### Data supplied

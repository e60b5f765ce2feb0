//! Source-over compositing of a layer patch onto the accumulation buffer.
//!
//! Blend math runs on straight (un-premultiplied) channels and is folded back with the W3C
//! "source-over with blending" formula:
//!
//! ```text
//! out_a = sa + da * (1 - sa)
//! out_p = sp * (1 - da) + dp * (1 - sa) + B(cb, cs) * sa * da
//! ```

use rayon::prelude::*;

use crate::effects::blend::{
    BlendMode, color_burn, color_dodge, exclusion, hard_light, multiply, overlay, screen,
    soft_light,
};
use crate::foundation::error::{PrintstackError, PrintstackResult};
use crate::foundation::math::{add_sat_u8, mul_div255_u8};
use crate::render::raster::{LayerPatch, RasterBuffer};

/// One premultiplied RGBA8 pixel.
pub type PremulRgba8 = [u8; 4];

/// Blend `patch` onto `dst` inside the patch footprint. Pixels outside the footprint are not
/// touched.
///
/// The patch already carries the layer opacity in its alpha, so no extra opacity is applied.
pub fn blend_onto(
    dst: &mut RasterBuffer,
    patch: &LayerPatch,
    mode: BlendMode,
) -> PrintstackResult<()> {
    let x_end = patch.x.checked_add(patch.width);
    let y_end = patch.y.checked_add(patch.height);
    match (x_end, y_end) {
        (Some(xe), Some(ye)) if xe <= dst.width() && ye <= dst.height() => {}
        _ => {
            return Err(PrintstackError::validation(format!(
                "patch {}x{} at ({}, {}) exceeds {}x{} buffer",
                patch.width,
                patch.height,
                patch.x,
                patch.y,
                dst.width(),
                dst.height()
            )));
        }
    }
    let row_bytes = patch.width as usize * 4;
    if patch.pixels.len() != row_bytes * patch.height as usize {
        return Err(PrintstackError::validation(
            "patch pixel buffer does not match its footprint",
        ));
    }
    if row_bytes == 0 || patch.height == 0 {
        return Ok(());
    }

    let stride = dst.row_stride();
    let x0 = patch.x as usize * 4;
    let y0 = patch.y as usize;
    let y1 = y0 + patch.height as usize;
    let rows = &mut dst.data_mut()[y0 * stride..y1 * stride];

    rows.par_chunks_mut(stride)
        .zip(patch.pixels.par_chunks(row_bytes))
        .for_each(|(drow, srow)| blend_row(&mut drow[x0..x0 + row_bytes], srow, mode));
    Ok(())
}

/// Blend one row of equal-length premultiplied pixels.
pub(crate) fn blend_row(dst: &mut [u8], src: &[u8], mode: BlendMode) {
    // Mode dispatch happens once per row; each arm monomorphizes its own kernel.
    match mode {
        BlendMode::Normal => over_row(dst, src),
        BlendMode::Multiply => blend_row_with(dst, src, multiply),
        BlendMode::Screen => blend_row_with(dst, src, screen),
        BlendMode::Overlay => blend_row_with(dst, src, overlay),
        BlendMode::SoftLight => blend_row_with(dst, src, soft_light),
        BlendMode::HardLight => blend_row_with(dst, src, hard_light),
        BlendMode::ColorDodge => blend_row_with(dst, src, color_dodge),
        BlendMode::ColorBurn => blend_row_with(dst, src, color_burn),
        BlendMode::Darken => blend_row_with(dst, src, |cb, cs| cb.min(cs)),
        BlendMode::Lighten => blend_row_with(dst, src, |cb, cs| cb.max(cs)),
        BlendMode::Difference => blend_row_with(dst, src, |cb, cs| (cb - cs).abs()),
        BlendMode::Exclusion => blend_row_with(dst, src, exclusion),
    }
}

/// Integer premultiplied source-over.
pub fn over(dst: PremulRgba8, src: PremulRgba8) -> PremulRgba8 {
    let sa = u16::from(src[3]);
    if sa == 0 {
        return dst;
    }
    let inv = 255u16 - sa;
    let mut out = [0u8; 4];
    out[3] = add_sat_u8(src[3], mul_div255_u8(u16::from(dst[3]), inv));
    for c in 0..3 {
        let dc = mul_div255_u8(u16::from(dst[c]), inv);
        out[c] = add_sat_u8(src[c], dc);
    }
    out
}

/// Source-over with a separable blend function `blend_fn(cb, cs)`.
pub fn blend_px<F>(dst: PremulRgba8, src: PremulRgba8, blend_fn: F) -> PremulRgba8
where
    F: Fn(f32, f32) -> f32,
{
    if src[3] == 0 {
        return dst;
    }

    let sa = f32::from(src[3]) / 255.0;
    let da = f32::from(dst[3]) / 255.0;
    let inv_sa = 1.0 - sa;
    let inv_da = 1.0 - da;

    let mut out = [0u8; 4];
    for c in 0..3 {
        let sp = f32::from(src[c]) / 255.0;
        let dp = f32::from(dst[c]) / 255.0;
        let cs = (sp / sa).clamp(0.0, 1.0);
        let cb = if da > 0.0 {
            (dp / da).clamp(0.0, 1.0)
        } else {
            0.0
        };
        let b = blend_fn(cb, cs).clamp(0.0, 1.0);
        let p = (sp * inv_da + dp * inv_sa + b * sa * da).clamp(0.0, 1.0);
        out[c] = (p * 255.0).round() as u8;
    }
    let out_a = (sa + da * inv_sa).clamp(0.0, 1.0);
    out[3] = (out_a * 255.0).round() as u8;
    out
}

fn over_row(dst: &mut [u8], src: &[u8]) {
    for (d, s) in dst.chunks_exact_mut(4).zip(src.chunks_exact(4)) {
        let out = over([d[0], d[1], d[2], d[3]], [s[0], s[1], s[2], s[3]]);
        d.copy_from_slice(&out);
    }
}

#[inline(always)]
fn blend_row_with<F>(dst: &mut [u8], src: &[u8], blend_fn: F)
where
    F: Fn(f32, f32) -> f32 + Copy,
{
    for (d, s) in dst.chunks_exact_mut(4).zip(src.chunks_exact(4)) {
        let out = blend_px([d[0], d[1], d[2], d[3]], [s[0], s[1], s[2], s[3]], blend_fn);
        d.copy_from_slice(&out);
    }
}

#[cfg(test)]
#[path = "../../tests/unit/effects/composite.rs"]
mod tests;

######
### Data supplied

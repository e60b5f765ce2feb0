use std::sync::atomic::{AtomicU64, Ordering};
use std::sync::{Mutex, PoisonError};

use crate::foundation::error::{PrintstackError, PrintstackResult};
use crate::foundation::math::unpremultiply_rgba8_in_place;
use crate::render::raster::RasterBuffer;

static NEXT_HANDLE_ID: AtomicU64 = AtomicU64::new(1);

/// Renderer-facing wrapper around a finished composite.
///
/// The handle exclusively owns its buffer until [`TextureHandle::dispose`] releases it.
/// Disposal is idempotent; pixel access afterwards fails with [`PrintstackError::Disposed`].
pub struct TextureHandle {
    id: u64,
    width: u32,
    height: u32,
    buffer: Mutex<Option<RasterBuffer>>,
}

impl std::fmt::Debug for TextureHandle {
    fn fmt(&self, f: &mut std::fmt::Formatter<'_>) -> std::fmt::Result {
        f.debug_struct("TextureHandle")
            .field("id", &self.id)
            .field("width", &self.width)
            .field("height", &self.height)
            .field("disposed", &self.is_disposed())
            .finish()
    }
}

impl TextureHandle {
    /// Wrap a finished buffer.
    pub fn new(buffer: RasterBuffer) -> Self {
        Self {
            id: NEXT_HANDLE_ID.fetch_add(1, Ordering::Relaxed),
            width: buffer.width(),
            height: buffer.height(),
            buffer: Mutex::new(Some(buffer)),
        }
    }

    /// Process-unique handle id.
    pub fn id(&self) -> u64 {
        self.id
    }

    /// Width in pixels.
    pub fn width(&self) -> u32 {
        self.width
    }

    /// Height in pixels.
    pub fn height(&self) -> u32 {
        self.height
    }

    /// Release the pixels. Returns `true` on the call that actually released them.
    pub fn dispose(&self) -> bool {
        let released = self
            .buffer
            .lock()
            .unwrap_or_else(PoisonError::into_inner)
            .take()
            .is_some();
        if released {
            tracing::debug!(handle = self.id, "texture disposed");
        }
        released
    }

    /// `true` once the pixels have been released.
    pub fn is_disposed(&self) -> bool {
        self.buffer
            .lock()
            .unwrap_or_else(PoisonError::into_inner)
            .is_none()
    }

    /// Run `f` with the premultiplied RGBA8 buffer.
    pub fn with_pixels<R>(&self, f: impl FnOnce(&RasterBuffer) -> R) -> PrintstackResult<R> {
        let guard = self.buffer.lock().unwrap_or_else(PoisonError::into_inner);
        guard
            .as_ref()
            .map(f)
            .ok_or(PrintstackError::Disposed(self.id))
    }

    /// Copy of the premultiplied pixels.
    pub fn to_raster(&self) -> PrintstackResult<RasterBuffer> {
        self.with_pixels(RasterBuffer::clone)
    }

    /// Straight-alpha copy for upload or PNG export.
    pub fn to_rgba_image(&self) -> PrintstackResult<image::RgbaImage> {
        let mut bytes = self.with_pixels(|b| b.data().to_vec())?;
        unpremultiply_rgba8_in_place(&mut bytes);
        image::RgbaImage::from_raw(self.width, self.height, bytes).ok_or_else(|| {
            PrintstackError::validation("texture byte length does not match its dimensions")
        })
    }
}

######

◆ Activity ◆
Count how many lines of the listing above include the word "RgbaImage", then reply with that count and no other text.

◆ Answer below ◆
2